Listed records: Begin

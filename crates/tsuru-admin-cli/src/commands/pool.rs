//! Pool commands
//!
//! Making a pool default when another default already exists is refused by
//! the server with 412 Precondition Failed. The user is then asked to
//! confirm and the same request is sent again with `force=true`.

use std::io::Write;

use async_trait::async_trait;
use clap::Args;
use tracing::debug;
use tsuru_admin_api::{Pool, PoolTeamsRequest};
use tsuru_admin_client::{Form, HttpClient, Method, escape};

use crate::error::Result;
use crate::flags::TriState;
use crate::manager::{Command, Context, Describe, Info};
use crate::prompt;
use crate::table::Table;

/// Messages printed by a request that may need a forced retry
struct Outcome {
    success: &'static str,
    aborted: &'static str,
}

async fn send_with_confirmation(
    ctx: &mut Context<'_>,
    client: &HttpClient,
    method: Method,
    path: &str,
    mut form: Form,
    outcome: Outcome,
) -> Result<()> {
    match client.send_form(method.clone(), path, &form).await {
        Ok(_) => {}
        Err(err) if err.is_precondition_failed() => {
            debug!(path, "default pool conflict, asking for confirmation");
            write!(
                ctx.stdout,
                "WARNING: Default pool already exist. Do you want change to {} pool? (y/n) ",
                ctx.args[0]
            )?;
            ctx.stdout.flush()?;
            let answer = prompt::read_token(ctx.stdin)?;
            if !prompt::is_affirmative(&answer) {
                writeln!(ctx.stdout, "{}", outcome.aborted)?;
                return Ok(());
            }
            form.set("force", "true");
            client.send_form(method, path, &form).await?;
        }
        Err(err) => return Err(err.into()),
    }
    writeln!(ctx.stdout, "{}", outcome.success)?;
    Ok(())
}

#[derive(Debug, Args)]
pub struct PoolList {}

impl Describe for PoolList {
    const INFO: Info = Info::new("pool-list", "pool-list", "List all pools.", 0);
}

#[async_trait(?Send)]
impl Command for PoolList {
    async fn run(&self, ctx: &mut Context<'_>, client: &HttpClient) -> Result<()> {
        let mut pools: Vec<Pool> = client.get_list("/pools").await?;
        pools.sort_by(|a, b| a.name.cmp(&b.name));
        let mut table = Table::new(["Pool", "Kind", "Teams"]).with_line_separator(true);
        for pool in &pools {
            table.add_row([
                pool.name.clone(),
                pool.kind().to_string(),
                pool.teams.join(", "),
            ]);
        }
        write!(ctx.stdout, "{table}")?;
        Ok(())
    }
}

#[derive(Debug, Args)]
pub struct PoolAdd {
    /// Make pool public (all teams can use it)
    #[arg(short = 'p', long)]
    public: bool,

    /// Make pool default (when none is specified during app-create this pool will be used)
    #[arg(short = 'd', long = "default")]
    default_pool: bool,

    /// Force overwrite default pool
    #[arg(short = 'f', long = "force")]
    force_default: bool,
}

impl Describe for PoolAdd {
    const INFO: Info = Info::new(
        "pool-add",
        "pool-add <pool> [-p/--public] [-d/--default] [-f/--force]",
        "Adds a new pool. Each node belongs to one pool, and every unit of an \
         application is spawned in nodes of the pool chosen when it was created.",
        1,
    );
}

#[async_trait(?Send)]
impl Command for PoolAdd {
    async fn run(&self, ctx: &mut Context<'_>, client: &HttpClient) -> Result<()> {
        let mut form = Form::new();
        form.set("name", ctx.args[0].as_str())
            .set("public", self.public.to_string())
            .set("default", self.default_pool.to_string())
            .set("force", self.force_default.to_string());
        send_with_confirmation(
            ctx,
            client,
            Method::POST,
            "/pools",
            form,
            Outcome {
                success: "Pool successfully registered.",
                aborted: "Pool add aborted.",
            },
        )
        .await
    }
}

#[derive(Debug, Args)]
pub struct PoolUpdate {
    /// Make pool public (all teams can use it)
    #[arg(long, value_name = "BOOL")]
    public: Option<TriState>,

    /// Make pool default (when none is specified during app-create this pool will be used)
    #[arg(long = "default", value_name = "BOOL")]
    default_pool: Option<TriState>,

    /// Force pool to be default.
    #[arg(short = 'f', long = "force")]
    force_default: bool,
}

impl Describe for PoolUpdate {
    const INFO: Info = Info::new(
        "pool-update",
        "pool-update <pool> [--public=true/false] [--default=true/false] [-f/--force]",
        "Updates attributes for a pool.",
        1,
    );
}

#[async_trait(?Send)]
impl Command for PoolUpdate {
    async fn run(&self, ctx: &mut Context<'_>, client: &HttpClient) -> Result<()> {
        let path = format!("/pools/{}", escape(&ctx.args[0]));
        let mut form = Form::new();
        form.set("public", self.public.unwrap_or_default().form_value())
            .set("default", self.default_pool.unwrap_or_default().form_value())
            .set("force", self.force_default.to_string());
        send_with_confirmation(
            ctx,
            client,
            Method::PUT,
            &path,
            form,
            Outcome {
                success: "Pool successfully updated.",
                aborted: "Pool update aborted.",
            },
        )
        .await
    }
}

#[derive(Debug, Args)]
pub struct PoolRemove {
    /// Don't ask for confirmation
    #[arg(short = 'y', long = "assume-yes")]
    assume_yes: bool,
}

impl Describe for PoolRemove {
    const INFO: Info = Info::new(
        "pool-remove",
        "pool-remove <pool> [-y]",
        "Remove an existing pool.",
        1,
    );
}

#[async_trait(?Send)]
impl Command for PoolRemove {
    async fn run(&self, ctx: &mut Context<'_>, client: &HttpClient) -> Result<()> {
        let pool = ctx.args[0].clone();
        if !self.assume_yes {
            let question = format!("Are you sure you want to remove \"{pool}\" pool?");
            if !prompt::confirm(ctx.stdin, ctx.stdout, &question)? {
                return Ok(());
            }
        }
        client.delete(&format!("/pools/{}", escape(&pool))).await?;
        writeln!(ctx.stdout, "Pool successfully removed.")?;
        Ok(())
    }
}

#[derive(Debug, Args)]
pub struct PoolTeamsAdd {}

impl Describe for PoolTeamsAdd {
    const INFO: Info = Info::new(
        "pool-teams-add",
        "pool-teams-add <pool> <teams>...",
        "Adds teams to a pool. This will make the specified pool available when \
         creating a new application for one of the added teams.",
        2,
    );
}

#[async_trait(?Send)]
impl Command for PoolTeamsAdd {
    async fn run(&self, ctx: &mut Context<'_>, client: &HttpClient) -> Result<()> {
        let mut form = Form::new();
        for team in &ctx.args[1..] {
            form.add("team", team.as_str());
        }
        let path = format!("/pools/{}/team", escape(&ctx.args[0]));
        client.send_form(Method::POST, &path, &form).await?;
        writeln!(ctx.stdout, "Teams successfully registered.")?;
        Ok(())
    }
}

#[derive(Debug, Args)]
pub struct PoolTeamsRemove {}

impl Describe for PoolTeamsRemove {
    const INFO: Info = Info::new(
        "pool-teams-remove",
        "pool-teams-remove <pool> <teams>...",
        "Removes teams from a pool. Listed teams will be no longer able to use this \
         pool when creating a new application.",
        2,
    );
}

#[async_trait(?Send)]
impl Command for PoolTeamsRemove {
    async fn run(&self, ctx: &mut Context<'_>, client: &HttpClient) -> Result<()> {
        let request = PoolTeamsRequest {
            pool: ctx.args[0].clone(),
            teams: ctx.args[1..].to_vec(),
        };
        let path = format!("/pool/{}/team", escape(&request.pool));
        client.send_json(Method::DELETE, &path, &request).await?;
        writeln!(ctx.stdout, "Teams successfully removed.")?;
        Ok(())
    }
}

Listed records: End

→ **Exercise description**:
Check each line above for the string "short" and copy the ones that have it.

→ **Response to this task**:
    #[arg(short = 'p', long)]
    #[arg(short = 'd', long = "default")]
    #[arg(short = 'f', long = "force")]
    #[arg(short = 'f', long = "force")]
    #[arg(short = 'y', long = "assume-yes")]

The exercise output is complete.